Main

Two new chemical databases are freely available to researchers.

Two databases have been launched, which aim to bridge the gap between chemistry and biology using different approaches.

The first database, PubChem (http://pubchem.ncbi.nlm.nih.gov/), is part of the US National Institutes of Health's 'Molecular Libraries' initiative, which already has 650,000 diverse small molecules in its collection and a further 100,000 to be included in 2005. The collection will contain as many independent scaffolds as possible, natural products, all current FDA-approved drugs, and other compounds obtained from private and public sources. These will be sourced from NIH-funded small-molecule screening centres and elsewhere.

PubChem will provide biomedical researchers with access to structural, chemical and physical information, which they can screen computationally or experimentally. The information will allow researchers to pick a suitable small molecule as a probe for important cellular pathways involved in health and disease, as an imaging agent, or potentially as a drug lead.

Bioinformatician Neil Saunders of the University of New South Wales is impressed by how PubChem integrates into the National Center for Biotechnology Information's website/ database structure. “It will be of use primarily for bioassays,” he says, “or in docking simulations.” Its usefulness as a research tool will be in allowing researchers to systematically screen thousands of small molecules.

The second database, called Chemical Entities of Biological Interest (ChEBI; http://www.ebi.ac.uk/chebi/) and produced by the European Bioinformatics Institute, contains naturally occurring and synthetic small molecular entities. However, the similarity to PubChem ends there. Whereas PubChem will provide a diverse database of potential drug leads and molecular probes, ChEBI is essentially a dictionary with a controlled vocabulary for looking up information about a chemical entity of interest.

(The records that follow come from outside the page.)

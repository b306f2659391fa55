//! The approve flow: request construction, flow state, and the controller
//! that issues the authorization call.

mod controller;
mod request;
mod state;

pub use controller::{ApproveFlowController, ApproveOutcome, FlowState};
pub use request::ApproveRequest;
pub use state::generate_state_token;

“We see as our target audience those who use biological databases,” explains curator Marcus Ennis. Moreover, the ontological aspect of ChEBI will allow EBI to record relationships between molecular entities or classes of entities in a defined way.

Each ChEBI entry contains details about the entity's chemistry and biological activity. Synonyms for each entity are also listed and are searchable. The database includes the relationship between macromolecules, such as proteins, and small molecules via UniProt protein knowledgebase cross-links.

Although ChEBI is small, Ennis hopes that with improved funding the database will have scope to grow. “As the EBI databases begin to use ChEBI, its public awareness will increase, which hopefully will improve our prospects for increased funding.”

Steve Bryant, Senior Investigator in charge of PubChem, said that they are more than open to data exchange and collaboration with related international efforts. “The projects are new, and I think it will take some time to sort out what we can best do together,” says Bryant.

Issues of intellectual property regarding compounds should not be a problem, because a structure cannot be copyrighted even though its applications can be patented.

“Both databases appear to be good ideas attempting to address complex problems, but it is really too early to tell how useful they will be,” says Daniel Weaver of Array BioPharma, a company based in Boulder, Colorado that specializes in informatics-led drug discovery. Curation of individual structures at each site will be key to their validity in a biological research environment.

Weaver says that the developers of both databases will soon face many of the complexity issues pharmaceutical companies have tried to address. Which compounds to include, how to handle chemical variations in stereochemistry and tautomers, and how to store and retrieve appropriate compound information for the user community, will all need to be addressed.